La vitesse à laquelle les nouvelles collections enfantines arrivent sur le marché est tout simplement stupéfiante. Les thèmes se succèdent à un rythme effréné et les marques sont soumises à forte pression pour proposer des nouveautés ébouriffantes.  » Quand, au début des années 1980, nous avons commencé à moderniser notre atelier de production, six marques faisaient la pluie et le beau temps sur le marché belge, précise Piet Van Hassel, le PDG de la société Van Hassels, l’une des entreprises belges pionnières en matière de mode enfantine. A l’époque, les marques phares se nommaient Tricotvem, Becopa, Little David, Dujardin… Ensuite, par vagues successives, Dada, Fifibrinda, Max & Lola, etc. sont apparues sur le marché. Actuellement, les marques belges se comptent par dizaines. Et comme le secteur n’est pas extensible à l’infini, chacun essaie de conserver ses parts de marché. C’est l’une des principales raisons pour laquelle les fabricants proposent des collections de plus en plus étoffées. Si, auparavant, on se contentait d’une palette de 4 coloris, il faut désormais en proposer un minimum de 7. Il en va de même pour les matières et les tissus qui comptent désormais 40 ou 50 références alors que l’on n’en utilisait jamais plus de 30 jusqu’à présent. Ainsi, il y a vingt ans, personne ne proposait de lin dans une collection pour enfants. En outre, les matières utilisées atteignent des degrés de sophistication inouïs : tissu prélavé, froissé, enduit, rehaussé de fils métalliques…  »

Du classique au trendy

Depuis de nombreuses années, la mode enfantine belge jouit d’une excellente réputation. Le textile et la confection belges sont synonymes de qualité et de solidité. Malheureusement, les collections étaient un peu trop sages.  » La campagne « Mode, c’est Belge » qui a vu le jour au début des années 1980 a complètement changé la donne, enchaîne Piet Van Hassel. Auparavant, les marques belges présentes sur les foires internationales tentaient de cacher leur origine en cousant des étiquettes Paris-Londres-Milan dans l’encolure de leurs produits. A l’époque, c’étaient en effet les collections italiennes et françaises qui donnaient le ton. D’ailleurs la majorité des marques belges n’avaient pas de styliste propre et devaient se contenter d’acheter les patrons, de préférence à Paris. Désormais, les Belges ont confiance en leur talent et en leur capacité à créer des collections aussi innovantes que pointues. Les années 1980, c’est également la période durant laquelle les premières collections de créateurs pour enfants, telles que celle d’Anouk Robijn, qui dessine à présent pour la marque Quincy, ont vu le jour. D’ailleurs, nous bénéficions encore aujourd’hui des effets positifs de cette vaste campagne de marketing. Les gens qui surfent encore sur cette vague doivent une fière chandelle à Helena Ravijst et à son équipe de l’ITCB. En effet, même s’il s’agissait d’une initiative gouvernementale, elle a permis de révolutionner le paysage de la mode belge.  »

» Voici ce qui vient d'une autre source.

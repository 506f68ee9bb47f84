//! Master runtime (C6): the event loop tying every other component
//! together.
//!
//! One `Master` value owns the node table, EDS database and worker pool —
//! deliberately not scattered ambient singletons. The loop itself is a
//! single `select!` over three streams: CAN ingress, a periodic tick that
//! drives heartbeat/guard timers and backoff retries, and completions
//! draining back from the worker pool. Every branch runs its handler
//! to completion before the loop polls again — nothing suspends mid-handler
//! except the workers themselves.

use crate::driver::{self, DriverInstance};
use crate::eds::EdsDatabase;
use crate::engine::{Direction, Engine, SdoJob};
use crate::error::CanOpenError;
use crate::frame::{self, CanFrame, FrameFunction};
use crate::node::supervisor::{self, Action, NmtCommand};
use crate::node::{NodeState, NodeTable};
use crate::transport::{self, CanTransport, ChannelTransport};
use futures::{future::FutureExt, pin_mut, select};
use futures_timer::Delay;
use log::{debug, info, warn};
use std::collections::HashMap;
use std::ops::RangeInclusive;
use std::sync::mpsc as std_mpsc;
use std::sync::Arc;
use std::time::{Duration, Instant};
use tokio::sync::mpsc as tokio_mpsc;

/// Configuration the runtime needs beyond what `Engine::new` already takes.
pub struct MasterConfig {
    pub managed_range: RangeInclusive<u8>,
    pub heartbeat_period: Duration,
    pub heartbeat_timeout: Duration,
    pub ntimeouts_max: u32,
    pub strict: bool,
    pub tick_interval: Duration,
    pub sdo_queue_length: usize,
    pub job_queue_length: usize,
}

impl Default for MasterConfig {
    fn default() -> Self {
        MasterConfig {
            managed_range: 1..=127,
            heartbeat_period: Duration::from_millis(10_000),
            heartbeat_timeout: Duration::from_millis(1_000),
            ntimeouts_max: 0,
            strict: false,
            tick_interval: Duration::from_millis(100),
            sdo_queue_length: crate::engine::DEFAULT_SDO_QUEUE_LENGTH,
            job_queue_length: crate::engine::DEFAULT_JOB_QUEUE_LENGTH,
        }
    }
}

struct SdoCompletion {
    node_id: u8,
    index: u16,
    sub: u8,
    result: Result<Vec<u8>, CanOpenError>,
}

/// The process-wide state the runtime owns: node table, EDS database,
/// worker pool, bound drivers. Passed explicitly to every handler rather
/// than reached for as a singleton.
pub struct Master {
    pub nodes: NodeTable,
    pub eds: EdsDatabase,
    pub engine: Arc<Engine>,
    channel_transport: Arc<ChannelTransport>,
    drivers: HashMap<u8, DriverInstance>,
    config: MasterConfig,
    completions_rx: std_mpsc::Receiver<SdoCompletion>,
    completions_tx: std_mpsc::Sender<SdoCompletion>,
    control_tx: tokio_mpsc::UnboundedSender<CanFrame>,
}

impl Master {
    /// Builds a `Master` plus the receiving halves of its two outgoing-frame
    /// channels (worker-pool SDO requests, and NMT/node-guard control
    /// frames), which the caller must pump into [`Master::run`].
    pub fn new(
        eds: EdsDatabase,
        config: MasterConfig,
    ) -> (
        Self,
        tokio_mpsc::UnboundedReceiver<(u8, [u8; 8])>,
        tokio_mpsc::UnboundedReceiver<CanFrame>,
    ) {
        let (channel_transport, outgoing_rx) = ChannelTransport::new();
        let channel_transport = Arc::new(channel_transport);
        let engine = Engine::new(
            channel_transport.clone(),
            config.sdo_queue_length,
            config.job_queue_length,
        );
        let (completions_tx, completions_rx) = std_mpsc::channel();
        let (control_tx, control_rx) = tokio_mpsc::unbounded_channel();
        let master = Master {
            nodes: NodeTable::new(),
            eds,
            engine,
            channel_transport,
            drivers: HashMap::new(),
            config,
            completions_rx,
            completions_tx,
            control_tx,
        };
        (master, outgoing_rx, control_rx)
    }

    fn is_managed(&self, node_id: u8) -> bool {
        self.config.managed_range.contains(&node_id)
    }

    /// Drive the event loop forever (or until the transport errors out, at
    /// which point the runtime's caller decides the process exit code).
    ///
    /// Four streams feed the `select!`: CAN ingress, the worker pool's
    /// outgoing SDO requests (queued onto [`ChannelTransport`] by worker
    /// threads and written here), NMT/node-guard control frames queued by
    /// `apply_actions`, and a periodic tick driving heartbeat/node-guard
    /// timers. `outgoing_rx`/`control_rx` are kept as sibling parameters
    /// rather than fields so their borrows don't overlap the `&mut self`
    /// calls the other branches make.
    pub async fn run(
        &mut self,
        transport: &mut CanTransport,
        outgoing_rx: &mut tokio_mpsc::UnboundedReceiver<(u8, [u8; 8])>,
        control_rx: &mut tokio_mpsc::UnboundedReceiver<CanFrame>,
    ) -> Result<(), CanOpenError> {
        loop {
            let ingress = transport.recv().fuse();
            let outgoing = outgoing_rx.recv().fuse();
            let control = control_rx.recv().fuse();
            let tick = Delay::new(self.config.tick_interval).fuse();
            pin_mut!(ingress, outgoing, control, tick);

            select! {
                frame = ingress => {
                    match frame {
                        Ok(frame) => self.handle_ingress(frame),
                        Err(err) => {
                            warn!("transport error, stopping runtime: {err}");
                            return Err(err);
                        }
                    }
                },
                job = outgoing => {
                    if let Some((node_id, data)) = job {
                        match transport::sdo_request_frame(node_id, data) {
                            Ok(frame) => {
                                if let Err(err) = transport.send(frame).await {
                                    warn!("failed writing SDO request for node {node_id}: {err}");
                                }
                            }
                            Err(err) => warn!("malformed outgoing SDO frame for node {node_id}: {err}"),
                        }
                    }
                },
                frame = control => {
                    if let Some(frame) = frame {
                        if let Err(err) = transport.send(frame).await {
                            warn!("failed writing control frame: {err}");
                        }
                    }
                },
                () = tick => self.handle_tick(Instant::now()),
            }

            self.drain_completions();
        }
    }

    fn handle_ingress(&mut self, frame: CanFrame) {
        let (function, node_id) = match frame::split_cob_id(frame.cob_id) {
            Ok(v) => v,
            Err(_) => return,
        };
        if !self.is_managed(node_id) {
            return;
        }

        match function {
            FrameFunction::NmtErrorControl => self.handle_heartbeat(node_id),
            FrameFunction::SyncOrEmergency => self.handle_emcy(node_id, &frame),
            FrameFunction::Rpdo1 | FrameFunction::Rpdo2 | FrameFunction::Rpdo3 | FrameFunction::Rpdo4 => {
                self.handle_pdo(function, node_id, &frame)
            }
            FrameFunction::SdoTx => {
                self.channel_transport.deliver_sdo_response(node_id, frame.data);
            }
            _ => {}
        }
    }

    fn handle_heartbeat(&mut self, node_id: u8) {
        let Some(node) = self.nodes.get_mut(node_id) else {
            return;
        };
        let actions = supervisor::on_heartbeat(node, Instant::now(), self.config.heartbeat_timeout);
        self.apply_actions(actions);
    }

    fn handle_emcy(&self, node_id: u8, frame: &CanFrame) {
        if let Some(driver) = self.drivers.get(&node_id) {
            driver.dispatch_emcy(node_id, &frame.data);
        }
    }

    fn handle_pdo(&self, function: FrameFunction, node_id: u8, frame: &CanFrame) {
        let slot = match function {
            FrameFunction::Rpdo1 => 1,
            FrameFunction::Rpdo2 => 2,
            FrameFunction::Rpdo3 => 3,
            FrameFunction::Rpdo4 => 4,
            _ => return,
        };
        if let Some(driver) = self.drivers.get(&node_id) {
            driver.dispatch_pdo(slot, node_id, frame.data());
        }
    }

    fn handle_tick(&mut self, now: Instant) {
        let timed_out: Vec<u8> = self
            .nodes
            .iter()
            .filter(|n| n.heartbeat_deadline.map(|d| now >= d).unwrap_or(false))
            .map(|n| n.node_id)
            .collect();
        for node_id in timed_out {
            if let Some(node) = self.nodes.get_mut(node_id) {
                let actions = supervisor::on_heartbeat_timeout(node);
                self.apply_actions(actions);
            }
        }

        let due_for_retry: Vec<u8> = self
            .nodes
            .iter()
            .filter(|n| n.boot_retry_deadline.map(|d| now >= d).unwrap_or(false))
            .map(|n| n.node_id)
            .collect();
        for node_id in due_for_retry {
            if let Some(node) = self.nodes.get_mut(node_id) {
                let actions = supervisor::on_boot_retry_due(node);
                self.apply_actions(actions);
            }
        }

        let due_for_ping: Vec<u8> = self
            .nodes
            .iter()
            .filter(|n| n.state != NodeState::Dormant && !n.heartbeat_supported)
            .map(|n| n.node_id)
            .collect();
        for node_id in due_for_ping {
            if let Some(node) = self.nodes.get(node_id) {
                let actions = supervisor::on_ping_due(node);
                self.apply_actions(actions);
            }
        }
    }

    fn apply_actions(&mut self, actions: Vec<Action>) {
        for action in actions {
            match action {
                Action::SubmitBootRead { node_id, index, sub } => {
                    self.submit_boot_read(node_id, index, sub);
                }
                Action::BindDriver { node_id } => self.bind_driver(node_id),
                Action::SendNmt { node_id, command } => self.send_nmt(node_id, command),
                Action::SendNodeGuard { node_id } => self.send_node_guard(node_id),
                Action::DriverOffline { node_id } => {
                    if let Some(driver) = self.drivers.remove(&node_id) {
                        drop(driver);
                    }
                }
            }
        }
    }

    fn submit_boot_read(&self, node_id: u8, index: u16, sub: u8) {
        let tx = self.completions_tx.clone();
        let job = SdoJob {
            node_id,
            index,
            sub,
            direction: Direction::Upload,
            payload: Vec::new(),
            timeout: Duration::from_millis(500),
            on_done: Box::new(move |result| {
                let _ = tx.send(SdoCompletion {
                    node_id,
                    index,
                    sub,
                    result,
                });
            }),
        };
        if let Err(err) = self.engine.submit(job) {
            warn!("node {node_id}: failed to submit boot read 0x{index:04x}:{sub:02x}: {err}");
        }
    }

    fn bind_driver(&mut self, node_id: u8) {
        let Some(node) = self.nodes.get_mut(node_id) else {
            return;
        };
        let eds_record = self
            .eds
            .find(
                node.identity.vendor_id,
                node.identity.product_code,
                node.identity.revision_number,
            )
            .cloned();
        let (instance, mut quirks) = driver::bind(
            node_id,
            node.identity.vendor_id,
            node.identity.product_code,
            eds_record.as_ref(),
        );
        if self.config.strict {
            quirks = crate::node::Quirks::empty();
        }
        node.quirks = quirks;
        node.state = NodeState::Operational;
        info!(
            "node {node_id}: bound driver for {:04x}:{:04x} rev {}",
            node.identity.vendor_id, node.identity.product_code, node.identity.revision_number
        );
        self.drivers.insert(node_id, instance);
    }

    fn send_nmt(&self, node_id: Option<u8>, command: NmtCommand) {
        debug!("NMT {command:?} -> {node_id:?}");
        match transport::nmt_frame(command, node_id) {
            Ok(frame) => {
                if self.control_tx.send(frame).is_err() {
                    warn!("control-frame channel is gone, dropping NMT {command:?}");
                }
            }
            Err(err) => warn!("failed building NMT {command:?} frame: {err}"),
        }
    }

    fn send_node_guard(&self, node_id: u8) {
        debug!("node {node_id}: node-guard poll due");
        match transport::node_guard_request_frame(node_id) {
            Ok(frame) => {
                if self.control_tx.send(frame).is_err() {
                    warn!("control-frame channel is gone, dropping node-guard poll for {node_id}");
                }
            }
            Err(err) => warn!("failed building node-guard poll for {node_id}: {err}"),
        }
    }

    fn drain_completions(&mut self) {
        while let Ok(completion) = self.completions_rx.try_recv() {
            let node_id = completion.node_id;
            match completion.result {
                Ok(payload) => {
                    let Some(node) = self.nodes.get_mut(node_id) else {
                        continue;
                    };
                    let actions = supervisor::on_boot_read_done(
                        node,
                        completion.index,
                        completion.sub,
                        &payload,
                    );
                    self.apply_actions(actions);
                }
                Err(CanOpenError::Timeout { .. }) => {
                    if let Some(node) = self.nodes.get_mut(node_id) {
                        supervisor::on_boot_read_failed(node, completion.index, completion.sub, Instant::now());
                        let actions = supervisor::on_sdo_timeout(node, self.config.ntimeouts_max);
                        self.apply_actions(actions);
                    }
                }
                Err(err) => {
                    warn!("node {node_id}: boot read failed: {err}");
                    if let Some(node) = self.nodes.get_mut(node_id) {
                        supervisor::on_boot_read_failed(node, completion.index, completion.sub, Instant::now());
                    }
                }
            }
        }
    }
}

Il n’y a pas si longtemps encore, la mode pour enfant était une simple transposition, version miniature, de la mode pour adultes.  » Il y a vingt-cinq ans, nous réalisions des costumes pour garçonnets qui étaient la réplique exacte de ceux de leurs papas. D’ailleurs, on les vendait dans les mêmes magasins « , se remémore Piet Van Hassel. A cette époque û fin des années 1970, début des années 1980 û quelques enseignes féminines telles que Scapa et Andres, entre autres, avaient réussi à se créer une solide image de marque et ont rapidement ouvert des boutiques entièrement dévolues à la mode enfantine. Les collections qui y étaient proposées ont bousculé le schéma classique. En effet, les patrons n’étaient plus la simple réduction d’un modèle pour adulte mais étaient spécialement dessinés pour épouser la morphologie du corps de l’enfant. C’est ainsi que sont nés les premiers total look.  » Au début des années 1980, chaque marque avait sa spécialité. Bivolino, par exemple, commercialisait des chemises, des anoraks, des manteaux et, par la suite, des pantalons. La majorité des gens pensaient que ces collections n’avaient aucun avenir parce qu’elles ne présentaient pas de points forts particuliers et qu’elles étaient trop onéreuses à produire… Pourtant, actuellement, si quelques spécialistes subsistent encore, ce sont les collections total look qui donnent le ton.  » Et de plus en plus de marques pour adultes, telles que Mer du Nord, Chine, Essentiel et Kaat Tilley lancent désormais des lignes de vêtements spécialement destinées aux kids.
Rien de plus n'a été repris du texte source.